In MaskFormer, each object instance is represented by a binary mask—a map where each pixel is either marked as belonging to the object (1) or not (0). When multiple objects appear in the same image space, these masks can overlap without conflict since each one is generated independently through the model's transformer-based attention mechanism. This method eliminates ambiguity: even if two objects physically overlap, MaskFormer can still accurately segment them.
How MaskFormer Handles Overlapping Objects?
What sets MaskFormer apart from earlier models is its mask attention mechanism. Instead of relying on bounding boxes or simple region proposals, it uses learned embeddings to isolate object instances within cluttered or overlapping scenes.
When overlapping objects are detected:
- The transformer decoder generates separate query embeddings for each object.
- These queries selectively attend to different regions of the feature map.
- Even if objects share physical space (e.g., two people standing close), the model can differentiate them using distinct per-segment embeddings.
- Final masks may overlap in the spatial domain, but the model assigns unique labels and binary masks to each instance.
This results in accurate instance segmentation even in tightly packed scenes—achieved through learned spatial representation rather than hard-coded rules or bounding box constraints.
Running the Model
Executing MaskFormer for instance segmentation is a streamlined process, especially when using pre-trained models. Here's a step-by-step overview of how to perform segmentation on an image with overlapping objects:
Step 1: Importing Required Libraries
Begin by ensuring that the necessary libraries for image processing and segmentation are available in your environment. These typically include modules from the Hugging Face Transformers library, a library for image handling like PIL, and a tool to fetch the image from a web URL.
Step 2: Loading the Pre-trained MaskFormer Model
Next, initialize the feature extractor, which prepares the image (resizing, normalizing, and converting it to tensors). Load the pre-trained MaskFormer model that has been trained on the COCO dataset. This setup enables the model to interpret and process visual data effectively for segmentation.
Step 3: Preparing the Input Image
Select the image you want to segment. In this case, an image is retrieved from a URL and then processed using the feature extractor. This step formats the image correctly so the model can analyze it accurately.
Step 4: Running Inference
Once the image is ready, it's passed through the model to perform inference. The output includes class predictions and corresponding binary masks, which indicate the detected object instances and their locations in the image—even if they overlap.
Step 5: Post-Processing the Output
The raw output from the model is then processed to generate a segmentation map. This map identifies which pixels belong to which object and assigns each pixel a label based on the object class.
Step 6: Visualizing the Segmentation
Finally, the processed results are visualized. Using visualization tools, the segmentation map is displayed, showing how MaskFormer has differentiated and labeled each object in the image, even in regions where the objects overlap.
Conclusion
MaskFormer stands as a significant evolution in the domain of image segmentation.

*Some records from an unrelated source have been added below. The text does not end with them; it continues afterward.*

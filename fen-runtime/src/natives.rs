// Native bridge functions.
//
// These are the externally-provided primitives the prelude builds on. Each
// is registered under its bridge name both here (for execution) and in the
// compiler's global scope (as a typed function symbol).

use crate::data::{Data, MetaManager, Value};
use crate::RuntimeError;
use std::collections::HashMap;
use std::io::Write;

pub type NativeFn =
    fn(&mut MetaManager, &mut dyn Write, &[Value]) -> Result<Value, RuntimeError>;

pub type Natives = HashMap<&'static str, NativeFn>;

/// Typed signatures for every native, used by the compiler to install
/// function symbols in the global scope: (name, argument types, return type).
pub const NATIVE_SIGNATURES: &[(&str, &[&str], &str)] = &[
    ("add_int", &["Int", "Int"], "Int"),
    ("sub_int", &["Int", "Int"], "Int"),
    ("mul_int", &["Int", "Int"], "Int"),
    ("div_int", &["Int", "Int"], "Int"),
    ("le_int", &["Int", "Int"], "Bool"),
    ("gt_int", &["Int", "Int"], "Bool"),
    ("eq_int", &["Int", "Int"], "Bool"),
    ("add_float", &["Float", "Float"], "Float"),
    ("sub_float", &["Float", "Float"], "Float"),
    ("mul_float", &["Float", "Float"], "Float"),
    ("div_float", &["Float", "Float"], "Float"),
    ("le_float", &["Float", "Float"], "Bool"),
    ("gt_float", &["Float", "Float"], "Bool"),
    ("eq_float", &["Float", "Float"], "Bool"),
    ("add_string", &["String", "String"], "String"),
    ("lt_string", &["String", "String"], "Bool"),
    ("gt_string", &["String", "String"], "Bool"),
    ("eq_string", &["String", "String"], "Bool"),
    ("int_to_float", &["Int"], "Float"),
    ("string_to_float", &["String"], "Float"),
    ("int_to_string", &["Int"], "String"),
    ("float_to_string", &["Float"], "String"),
    ("bool_to_string", &["Bool"], "String"),
    ("echo", &["String"], "Unit"),
    ("panic", &["String"], "Unit"),
    ("is_true", &["Bool"], "Bool"),
    ("logic_and", &["Bool", "Bool"], "Bool"),
    ("logic_or", &["Bool", "Bool"], "Bool"),
];

/// Render a float the way the surface language prints it: integral values
/// keep a trailing `.0` (`float_to_string(2.0)` is `"2.0"`, not `"2"`).
pub fn format_float(v: f64) -> String {
    if v.is_finite() && v == v.trunc() {
        format!("{:.1}", v)
    } else {
        format!("{}", v)
    }
}

fn arg(args: &[Value], i: usize) -> Result<&Value, RuntimeError> {
    args.get(i)
        .ok_or_else(|| RuntimeError::Internal(format!("native argument {} missing", i)))
}

fn int(m: &mut MetaManager, v: i64) -> Value {
    m.make_object("Int", Data::Int(v))
}

fn float(m: &mut MetaManager, v: f64) -> Value {
    m.make_object("Float", Data::Float(v))
}

fn boolean(m: &mut MetaManager, v: bool) -> Value {
    m.make_object("Bool", Data::Bool(v))
}

fn string(m: &mut MetaManager, v: String) -> Value {
    m.make_object("String", Data::Str(v))
}

macro_rules! int_binop {
    ($name:ident, $op:expr) => {
        fn $name(
            m: &mut MetaManager,
            _out: &mut dyn Write,
            args: &[Value],
        ) -> Result<Value, RuntimeError> {
            let l = arg(args, 0)?.as_int()?;
            let r = arg(args, 1)?.as_int()?;
            let f: fn(&mut MetaManager, i64, i64) -> Result<Value, RuntimeError> = $op;
            f(m, l, r)
        }
    };
}

int_binop!(add_int, |m, l, r| Ok(int(m, l.wrapping_add(r))));
int_binop!(sub_int, |m, l, r| Ok(int(m, l.wrapping_sub(r))));
int_binop!(mul_int, |m, l, r| Ok(int(m, l.wrapping_mul(r))));
int_binop!(div_int, |m, l, r| {
    if r == 0 {
        Err(RuntimeError::DivisionByZero)
    } else {
        Ok(int(m, l.wrapping_div(r)))
    }
});
int_binop!(le_int, |m, l, r| Ok(boolean(m, l <= r)));
int_binop!(gt_int, |m, l, r| Ok(boolean(m, l > r)));
int_binop!(eq_int, |m, l, r| Ok(boolean(m, l == r)));

macro_rules! float_binop {
    ($name:ident, $op:expr) => {
        fn $name(
            m: &mut MetaManager,
            _out: &mut dyn Write,
            args: &[Value],
        ) -> Result<Value, RuntimeError> {
            let l = arg(args, 0)?.as_float()?;
            let r = arg(args, 1)?.as_float()?;
            let f: fn(&mut MetaManager, f64, f64) -> Result<Value, RuntimeError> = $op;
            f(m, l, r)
        }
    };
}

float_binop!(add_float, |m, l, r| Ok(float(m, l + r)));
float_binop!(sub_float, |m, l, r| Ok(float(m, l - r)));
float_binop!(mul_float, |m, l, r| Ok(float(m, l * r)));
float_binop!(div_float, |m, l, r| {
    if r == 0.0 {
        Err(RuntimeError::DivisionByZero)
    } else {
        Ok(float(m, l / r))
    }
});
float_binop!(le_float, |m, l, r| Ok(boolean(m, l <= r)));
float_binop!(gt_float, |m, l, r| Ok(boolean(m, l > r)));
float_binop!(eq_float, |m, l, r| Ok(boolean(m, l == r)));

macro_rules! string_binop {
    ($name:ident, $op:expr) => {
        fn $name(
            m: &mut MetaManager,
            _out: &mut dyn Write,
            args: &[Value],
        ) -> Result<Value, RuntimeError> {
            let l = arg(args, 0)?.as_str()?.to_string();
            let r = arg(args, 1)?.as_str()?.to_string();
            let f: fn(&mut MetaManager, String, String) -> Result<Value, RuntimeError> = $op;
            f(m, l, r)
        }
    };
}

string_binop!(add_string, |m, l, r| Ok(string(m, format!("{}{}", l, r))));
string_binop!(lt_string, |m, l, r| Ok(boolean(m, l < r)));
string_binop!(gt_string, |m, l, r| Ok(boolean(m, l > r)));
string_binop!(eq_string, |m, l, r| Ok(boolean(m, l == r)));

fn int_to_float(
    m: &mut MetaManager,
    _out: &mut dyn Write,
    args: &[Value],
) -> Result<Value, RuntimeError> {
    let v = arg(args, 0)?.as_int()?;
    Ok(float(m, v as f64))
}

fn string_to_float(
    m: &mut MetaManager,
    _out: &mut dyn Write,
    args: &[Value],
) -> Result<Value, RuntimeError> {
    let s = arg(args, 0)?.as_str()?;
    let v = s
        .trim()
        .parse::<f64>()
        .map_err(|_| RuntimeError::TypeError(format!("cannot parse `{}` as Float", s)))?;
    Ok(float(m, v))
}

fn int_to_string(
    m: &mut MetaManager,
    _out: &mut dyn Write,
    args: &[Value],
) -> Result<Value, RuntimeError> {
    let v = arg(args, 0)?.as_int()?;
    Ok(string(m, v.to_string()))
}

fn float_to_string(
    m: &mut MetaManager,
    _out: &mut dyn Write,
    args: &[Value],
) -> Result<Value, RuntimeError> {
    let v = arg(args, 0)?.as_float()?;
    Ok(string(m, format_float(v)))
}

fn bool_to_string(
    m: &mut MetaManager,
    _out: &mut dyn Write,
    args: &[Value],
) -> Result<Value, RuntimeError> {
    let v = arg(args, 0)?.as_bool()?;
    Ok(string(m, v.to_string()))
}

fn echo(
    m: &mut MetaManager,
    out: &mut dyn Write,
    args: &[Value],
) -> Result<Value, RuntimeError> {
    let s = arg(args, 0)?.as_str()?;
    writeln!(out, "{}", s)?;
    Ok(m.make_object("Unit", Data::Unit))
}

fn panic_fn(
    _m: &mut MetaManager,
    _out: &mut dyn Write,
    args: &[Value],
) -> Result<Value, RuntimeError> {
    let message = arg(args, 0)?.as_str()?.to_string();
    Err(RuntimeError::Panic(message))
}

fn is_true(
    m: &mut MetaManager,
    _out: &mut dyn Write,
    args: &[Value],
) -> Result<Value, RuntimeError> {
    let v = arg(args, 0)?.as_bool()?;
    Ok(boolean(m, v))
}

fn logic_and(
    m: &mut MetaManager,
    _out: &mut dyn Write,
    args: &[Value],
) -> Result<Value, RuntimeError> {
    let l = arg(args, 0)?.as_bool()?;
    let r = arg(args, 1)?.as_bool()?;
    Ok(boolean(m, l && r))
}

fn logic_or(
    m: &mut MetaManager,
    _out: &mut dyn Write,
    args: &[Value],
) -> Result<Value, RuntimeError> {
    let l = arg(args, 0)?.as_bool()?;
    let r = arg(args, 1)?.as_bool()?;
    Ok(boolean(m, l || r))
}

/// The full native registry, keyed by bridge name.
pub fn builtin_natives() -> Natives {
    let mut natives: Natives = HashMap::new();
    natives.insert("add_int", add_int as NativeFn);
    natives.insert("sub_int", sub_int);
    natives.insert("mul_int", mul_int);
    natives.insert("div_int", div_int);
    natives.insert("le_int", le_int);
    natives.insert("gt_int", gt_int);
    natives.insert("eq_int", eq_int);
    natives.insert("add_float", add_float);
    natives.insert("sub_float", sub_float);
    natives.insert("mul_float", mul_float);
    natives.insert("div_float", div_float);
    natives.insert("le_float", le_float);
    natives.insert("gt_float", gt_float);
    natives.insert("eq_float", eq_float);
    natives.insert("add_string", add_string);
    natives.insert("lt_string", lt_string);
    natives.insert("gt_string", gt_string);
    natives.insert("eq_string", eq_string);
    natives.insert("int_to_float", int_to_float);
    natives.insert("string_to_float", string_to_float);
    natives.insert("int_to_string", int_to_string);
    natives.insert("float_to_string", float_to_string);
    natives.insert("bool_to_string", bool_to_string);
    natives.insert("echo", echo);
    natives.insert("panic", panic_fn);
    natives.insert("is_true", is_true);
    natives.insert("logic_and", logic_and);
    natives.insert("logic_or", logic_or);
    natives
}

#[cfg(test)]
mod tests {
    use super::*;

    #[test]
    fn test_every_signature_has_an_implementation() {
        let natives = builtin_natives();
        for (name, _, _) in NATIVE_SIGNATURES {
            assert!(natives.contains_key(name), "missing native `{}`", name);
        }
        assert_eq!(natives.len(), NATIVE_SIGNATURES.len());
    }

    #[test]
    fn test_format_float_keeps_trailing_zero() {
        assert_eq!(format_float(2.0), "2.0");
        assert_eq!(format_float(3.14), "3.14");
        assert_eq!(format_float(-1.0), "-1.0");
    }

    #[test]
    fn test_div_int_truncates() {
        let mut m = MetaManager::new();
        let mut out = Vec::new();
        let args = [
            m.make_object("Int", Data::Int(7)),
            m.make_object("Int", Data::Int(2)),
        ];
        let result = div_int(&mut m, &mut out, &args).expect("division");
        assert_eq!(result.as_int().expect("int"), 3);
    }

    #[test]
    fn test_div_by_zero_is_an_error() {
        let mut m = MetaManager::new();
        let mut out = Vec::new();
        let args = [
            m.make_object("Int", Data::Int(1)),
            m.make_object("Int", Data::Int(0)),
        ];
        assert!(matches!(
            div_int(&mut m, &mut out, &args),
            Err(RuntimeError::DivisionByZero)
        ));
    }

    #[test]
    fn test_echo_writes_line() {
        let mut m = MetaManager::new();
        let mut out = Vec::new();
        let args = [m.make_object("String", Data::Str("hello".to_string()))];
        echo(&mut m, &mut out, &args).expect("echo");
        assert_eq!(String::from_utf8(out).expect("utf8"), "hello\n");
    }
}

Its ability to handle overlapping objects—a historically difficult challenge—demonstrates the power of combining transformer-based architectures with mask classification. By avoiding traditional per-pixel predictions and instead using a query-based attention mechanism, MaskFormer can separate complex scenes into accurate, distinct object segments—even when those objects share physical space. The model architecture supports both semantic and instance segmentation, but its true strength is in distinguishing object instances without being limited by bounding box overlap or spatial proximity.